What you will do: Exactly copy the final stretch of the listing below: the line with "Media Center server" and every line after it.

Source material:

= = = = =

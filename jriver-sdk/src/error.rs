use thiserror::Error;

#[derive(Error, Debug)]
pub enum SdkError {
    #[error("State management error: {0}")]
    State(#[from] mcws_state::StateError),

    #[error("API error: {0}")]
    Api(#[from] mcws_api::ApiError),

    /// A browse cursor that does not resolve to anything
    #[error("Media not found: {content_type} / {content_id}")]
    BrowseNotFound {
        content_type: String,
        content_id: String,
    },

    #[error("Invalid media content id: {0}")]
    InvalidContentId(String),

    #[error("Invalid service call: {0}")]
    InvalidServiceCall(String),

    #[error("Configuration error: {0}")]
    Config(String),

    #[error("Host already configured: {0}")]
    AlreadyConfigured(String),

    #[error("I/O error: {0}")]
    Io(#[from] std::io::Error),

    #[error("JSON error: {0}")]
    Json(#[from] serde_json::Error),
}

impl SdkError {
    pub fn browse_not_found(content_type: impl Into<String>, content_id: impl Into<String>) -> Self {
        SdkError::BrowseNotFound {
            content_type: content_type.into(),
            content_id: content_id.into(),
        }
    }
}

pub type Result<T> = std::result::Result<T, SdkError>;
//! Typed contract for a JRiver Media Center server
//!
//! This crate describes what the rest of the workspace needs from a JRiver
//! Media Center web service (MCWS) connection: an async [`MediaServer`] trait,
//! the values it reports, and the errors it raises. It does not speak the wire
//! protocol itself; hosts plug in their own client.
//!
//! ```rust,ignore
//! use mcws_api::{MediaServer, PlaybackState};
//!
//! async fn now_playing(server: &dyn MediaServer) -> mcws_api::Result<()> {
//!     let info = server.get_playback_info(Some("Living Room")).await?;
//!     if info.state == PlaybackState::Playing {
//!         println!("{:?} by {:?}", info.name, info.artist);
//!     }
//!     Ok(())
//! }
//! ```
//!
//! With the `test-support` feature, [`testing::FakeMediaServer`] provides a
//! scripted in-memory server.

pub mod client;
pub mod error;
pub mod mcc;
pub mod model;

#[cfg(feature = "test-support")]
pub mod testing;

pub use client::MediaServer;
pub use error::{ApiError, Result};
pub use mcc::McCommand;
pub use model::{
    BrowseTarget, MediaSubType, MediaType, NativeBrowseChild, PlaybackInfo, PlaybackState,
    ServerInfo, Zone,
};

= = = = =

Solution to the exercise:
//! Typed contract for a JRiver Media Center server
//!
//! This crate describes what the rest of the workspace needs from a JRiver
//! Media Center web service (MCWS) connection: an async [`MediaServer`] trait,
//! the values it reports, and the errors it raises. It does not speak the wire
//! protocol itself; hosts plug in their own client.
//!
//! ```rust,ignore
//! use mcws_api::{MediaServer, PlaybackState};
//!
//! async fn now_playing(server: &dyn MediaServer) -> mcws_api::Result<()> {
//!     let info = server.get_playback_info(Some("Living Room")).await?;
//!     if info.state == PlaybackState::Playing {
//!         println!("{:?} by {:?}", info.name, info.artist);
//!     }
//!     Ok(())
//! }
//! ```
//!
//! With the `test-support` feature, [`testing::FakeMediaServer`] provides a
//! scripted in-memory server.

pub mod client;
pub mod error;
pub mod mcc;
pub mod model;

#[cfg(feature = "test-support")]
pub mod testing;

pub use client::MediaServer;
pub use error::{ApiError, Result};
pub use mcc::McCommand;
pub use model::{
    BrowseTarget, MediaSubType, MediaType, NativeBrowseChild, PlaybackInfo, PlaybackState,
    ServerInfo, Zone,
};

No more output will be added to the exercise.